Councilor Grant reminded the council that the reason the waivers were present on the agenda had to do with city departments granting funding instead of going through the decision process of the governing body. Grant added there is somewhat of a problem because of many members of the community wants “everything for cheap or free” and rely on the city instead of taking initiative to find other local volunteers.

Stubbs said there is a quality of life issue that the city needs to be concerned with regarding these events — which she added was just as important as other city actions are. Roebuck said the city does not have quality of life goals stated anywhere and realizes “the city has to run effectively and efficiently from a financial standpoint.”

He also said he saw two issues with the fee structure by events are being hindered for lack of a good system and suggested the city should have a method to decide whether or not, when, why and for whom fees could be waived.

“I think the fee structure needs to be looked at again and exactly where we stand,” Stubbs said. “This is not a city-related event per say but it is something that enhances the quality of life in the city of Roswell. I guess I need a little more convincing as to why we need to charge the fee for these things to begin with.

“I’m not sure what we stand for as a city if we charge these and continue to waive.”

Larry Hobson, president of the Eastern New Mexico State Fair, interjected and apologized if he acted out of line during the meeting.

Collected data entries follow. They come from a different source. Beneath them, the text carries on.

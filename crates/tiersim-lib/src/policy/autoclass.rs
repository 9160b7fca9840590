use super::{CostEvent, TransitionPolicy};
use crate::config::{AutoclassParams, SimulationConfig};
use crate::data_structures::{months_for_days, Generation, StorageClass, Strategy};
use crate::error::{Result, SimulationError};
use crate::ledger::GenerationLedger;

/// Idle days after which Autoclass demotes to each class.
const IDLE_THRESHOLDS: [(StorageClass, u32); 3] = [
    (StorageClass::Nearline, 30),
    (StorageClass::Coldline, 90),
    (StorageClass::Archive, 365),
];

/// Access-driven, reversible tiering. Idle data cools down one class at a
/// time; any access sends the accessed share straight back to Standard.
#[derive(Debug, Clone)]
pub struct AutoclassPolicy {
    terminal_class: StorageClass,
}

impl AutoclassPolicy {
    pub fn new(params: AutoclassParams) -> Result<Self> {
        if params.terminal_class == StorageClass::Standard {
            return Err(SimulationError::configuration(
                "autoclass.terminal_class",
                "must be nearline, coldline or archive",
            ));
        }
        Ok(Self {
            terminal_class: params.terminal_class,
        })
    }

    pub fn terminal_class(&self) -> StorageClass {
        self.terminal_class
    }

    /// Class for bytes idle for `idle_months`.
    pub fn class_for_idle(&self, idle_months: u32) -> StorageClass {
        IDLE_THRESHOLDS
            .iter()
            .take_while(|(class, _)| !class.is_colder_than(self.terminal_class))
            .filter(|(_, days)| idle_months >= months_for_days(*days))
            .map(|(class, _)| *class)
            .last()
            .unwrap_or(StorageClass::Standard)
    }

    /// Re-promotion from the two coldest classes costs a Class A operation
    /// per object.
    fn repromotion_is_billed(from: StorageClass) -> bool {
        matches!(from, StorageClass::Coldline | StorageClass::Archive)
    }
}

impl TransitionPolicy for AutoclassPolicy {
    fn strategy(&self) -> Strategy {
        Strategy::Autoclass
    }

    fn evaluate_month(
        &self,
        _month: u32,
        ledger: &mut GenerationLedger,
        config: &SimulationConfig,
    ) -> Vec<CostEvent> {
        let mut events = Vec::new();

        for id in ledger.ids() {
            let Some(generation) = ledger.get_mut(id) else {
                continue;
            };
            if !generation.is_eligible() {
                continue;
            }

            let target = self.class_for_idle(generation.idle_age());
            if target.is_colder_than(generation.class()) {
                let from = generation.class();
                generation.move_to(target);
                events.push(CostEvent::Transition {
                    generation: id,
                    from,
                    to: target,
                    bytes: generation.bytes(),
                    class_a_operations: 0.0,
                });
            }

            let class = generation.class();
            let access_rate = config.access_rates.rate(class);
            if access_rate <= 0.0 {
                continue;
            }

            let Some(promoted_id) = ledger.split(id, access_rate) else {
                continue;
            };
            let Some(promoted) = ledger.get_mut(promoted_id) else {
                continue;
            };
            promoted.repromote();

            if class != StorageClass::Standard {
                let bytes = promoted.bytes();
                let objects = bytes / config.avg_large_object_bytes;
                events.push(CostEvent::Repromotion {
                    generation: promoted_id,
                    from: class,
                    bytes,
                    class_a_operations: if Self::repromotion_is_billed(class) {
                        objects
                    } else {
                        0.0
                    },
                });
            }
        }

        events
    }

    fn cost_events_for_month(
        &self,
        ledger: &GenerationLedger,
        config: &SimulationConfig,
    ) -> Vec<CostEvent> {
        let eligible = ledger.eligible_bytes();
        if eligible <= 0.0 {
            return Vec::new();
        }
        vec![CostEvent::ManagedObjects {
            count: eligible / config.avg_large_object_bytes,
        }]
    }

    /// Autoclass decisions depend only on idle age, so creation month does
    /// not matter.
    fn interchangeable(&self, a: &Generation, b: &Generation) -> bool {
        if a.is_eligible() != b.is_eligible() {
            return false;
        }
        if !a.is_eligible() {
            return a.class() == b.class();
        }
        a.class() == b.class()
            && a.class_age() == b.class_age()
            && a.idle_age() == b.idle_age()
            && a.was_promoted() == b.was_promoted()
    }
}

#[cfg(test)]
mod tests {
    use super::*;
    use crate::config::AccessRates;

    fn policy(terminal_class: StorageClass) -> AutoclassPolicy {
        AutoclassPolicy::new(AutoclassParams { terminal_class }).unwrap()
    }

    fn run_months(
        policy: &AutoclassPolicy,
        ledger: &mut GenerationLedger,
        config: &SimulationConfig,
        from: u32,
        to: u32,
    ) {
        for month in from..=to {
            ledger.advance_age();
            policy.evaluate_month(month, ledger, config);
        }
    }

    #[test]
    fn test_standard_terminal_rejected() {
        let err = AutoclassPolicy::new(AutoclassParams {
            terminal_class: StorageClass::Standard,
        })
        .unwrap_err();
        assert_eq!(err.field(), Some("autoclass.terminal_class"));
    }

    #[test]
    fn test_class_for_idle_respects_terminal() {
        let archive = policy(StorageClass::Archive);
        assert_eq!(archive.class_for_idle(0), StorageClass::Standard);
        assert_eq!(archive.class_for_idle(1), StorageClass::Nearline);
        assert_eq!(archive.class_for_idle(3), StorageClass::Coldline);
        assert_eq!(archive.class_for_idle(12), StorageClass::Archive);

        let nearline = policy(StorageClass::Nearline);
        assert_eq!(nearline.class_for_idle(40), StorageClass::Nearline);

        let coldline = policy(StorageClass::Coldline);
        assert_eq!(coldline.class_for_idle(40), StorageClass::Coldline);
    }

    #[test]
    fn test_idle_generation_cools_down() {
        let policy = policy(StorageClass::Archive);
        let config = SimulationConfig::default();
        let mut ledger = GenerationLedger::new();
        let id = ledger.create(0, 1000.0, 1.0)[0];
        policy.evaluate_month(0, &mut ledger, &config);
        assert_eq!(ledger.get(id).unwrap().class(), StorageClass::Standard);

        run_months(&policy, &mut ledger, &config, 1, 1);
        assert_eq!(ledger.get(id).unwrap().class(), StorageClass::Nearline);

        run_months(&policy, &mut ledger, &config, 2, 3);
        assert_eq!(ledger.get(id).unwrap().class(), StorageClass::Coldline);

        run_months(&policy, &mut ledger, &config, 4, 11);
        assert_eq!(ledger.get(id).unwrap().class(), StorageClass::Coldline);

        run_months(&policy, &mut ledger, &config, 12, 12);
        assert_eq!(ledger.get(id).unwrap().class(), StorageClass::Archive);
    }

    #[test]
    fn test_access_repromotes_accessed_share() {
        let policy = policy(StorageClass::Archive);
        let idle = SimulationConfig::default();
        let mut ledger = GenerationLedger::new();
        let id = ledger.create(0, 1000.0, 1.0)[0];
        run_months(&policy, &mut ledger, &idle, 1, 5);
        assert_eq!(ledger.get(id).unwrap().class(), StorageClass::Coldline);

        let busy = SimulationConfig {
            access_rates: AccessRates::default().with_rate(StorageClass::Coldline, 0.1),
            ..SimulationConfig::default()
        };
        ledger.advance_age();
        let events = policy.evaluate_month(6, &mut ledger, &busy);

        let original = ledger.get(id).unwrap();
        assert_eq!(original.class(), StorageClass::Coldline);
        assert_eq!(original.bytes(), 900.0);
        assert_eq!(original.class_age(), 3);

        let promoted = ledger
            .generations()
            .iter()
            .find(|generation| generation.was_promoted())
            .unwrap();
        assert_eq!(promoted.class(), StorageClass::Standard);
        assert_eq!(promoted.class_age(), 0);
        assert_eq!(promoted.bytes(), 100.0);
        assert_eq!(promoted.created_month(), 0);

        let objects = 100.0 / busy.avg_large_object_bytes;
        assert_eq!(
            events,
            vec![CostEvent::Repromotion {
                generation: promoted.id(),
                from: StorageClass::Coldline,
                bytes: 100.0,
                class_a_operations: objects,
            }]
        );
    }

    #[test]
    fn test_nearline_repromotion_is_free() {
        let policy = policy(StorageClass::Archive);
        let config = SimulationConfig {
            access_rates: AccessRates::default().with_rate(StorageClass::Nearline, 0.5),
            ..SimulationConfig::default()
        };
        let mut ledger = GenerationLedger::new();
        ledger.create(0, 1000.0, 1.0);
        ledger.advance_age();
        let events = policy.evaluate_month(1, &mut ledger, &config);

        let operations: f64 = events.iter().map(|event| event.class_a_operations()).sum();
        assert_eq!(operations, 0.0);
        assert_eq!(ledger.bytes_in(StorageClass::Standard), 500.0);
        assert_eq!(ledger.bytes_in(StorageClass::Nearline), 500.0);
    }

    #[test]
    fn test_pinned_bytes_never_move() {
        let policy = policy(StorageClass::Archive);
        let config = SimulationConfig::default();
        let mut ledger = GenerationLedger::new();
        ledger.create(0, 1000.0, 0.0);
        run_months(&policy, &mut ledger, &config, 1, 24);

        assert_eq!(ledger.bytes_in(StorageClass::Standard), 1000.0);
        assert!(policy.cost_events_for_month(&ledger, &config).is_empty());
    }

    #[test]
    fn test_management_fee_counts_every_eligible_byte() {
        let policy = policy(StorageClass::Archive);
        let config = SimulationConfig::default();
        let mut ledger = GenerationLedger::new();
        ledger.create(0, 1024.0 * 1024.0, 0.5);
        run_months(&policy, &mut ledger, &config, 1, 13);

        let events = policy.cost_events_for_month(&ledger, &config);
        assert_eq!(
            events,
            vec![CostEvent::ManagedObjects {
                count: 512.0 * 1024.0 / config.avg_large_object_bytes
            }]
        );
    }

    #[test]
    fn test_merging_ignores_creation_month() {
        let policy = policy(StorageClass::Archive);
        let mut ledger = GenerationLedger::new();
        ledger.create(1, 10.0, 1.0);
        ledger.create(2, 10.0, 1.0);

        let generations = ledger.generations();
        assert!(policy.interchangeable(&generations[0], &generations[1]));
    }
}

He said there will be a precedence whether the committee votes to approve or deny waivers, which the city will have to deal with for each instance.

“This issue here is extremely hard on the community to deny that request,” Hobson said. “My way of thinking is — is there a possibility of the Xcels, oil companies and those types, that you might approach to be on standby for special issues like this. I think to deny this — I understand, trust me — I understand the financial aspects of it. If somebody could step up and pay that $1,000 fee and basically takes everybody off having to deny because down syndrome — that’s such an emotional situation and everything.”

Henderson said he wants to continue to encourage nonprofits to explore other financing mechanisms to get their own support instead of petitioning the city without realizing the cost to the city. In regards to Hobson’s precedent comment, Henderson said there was agony in the city’s process of creating the policy and fee structure and if the city is not firm in enforcing the policy, that process would have been in vain. Jennings reminded the council that they voted for a similar cause last time and suggested they table the event until the next meeting.

“While I agree with the councilor that it is a quality of life, our budget and our finance department is tasked to meet the priorities and every dollar counts — every dollar,” Garcia said. “I agree with Councilor Henderson that if we did the policy, we did it for a reason then we kind of need to stick to it because staff is scrambling every time somebody comes and wants something.

“We have a priority. We have been tasked by our city manager for our priorities. That’s all I am trying to say.”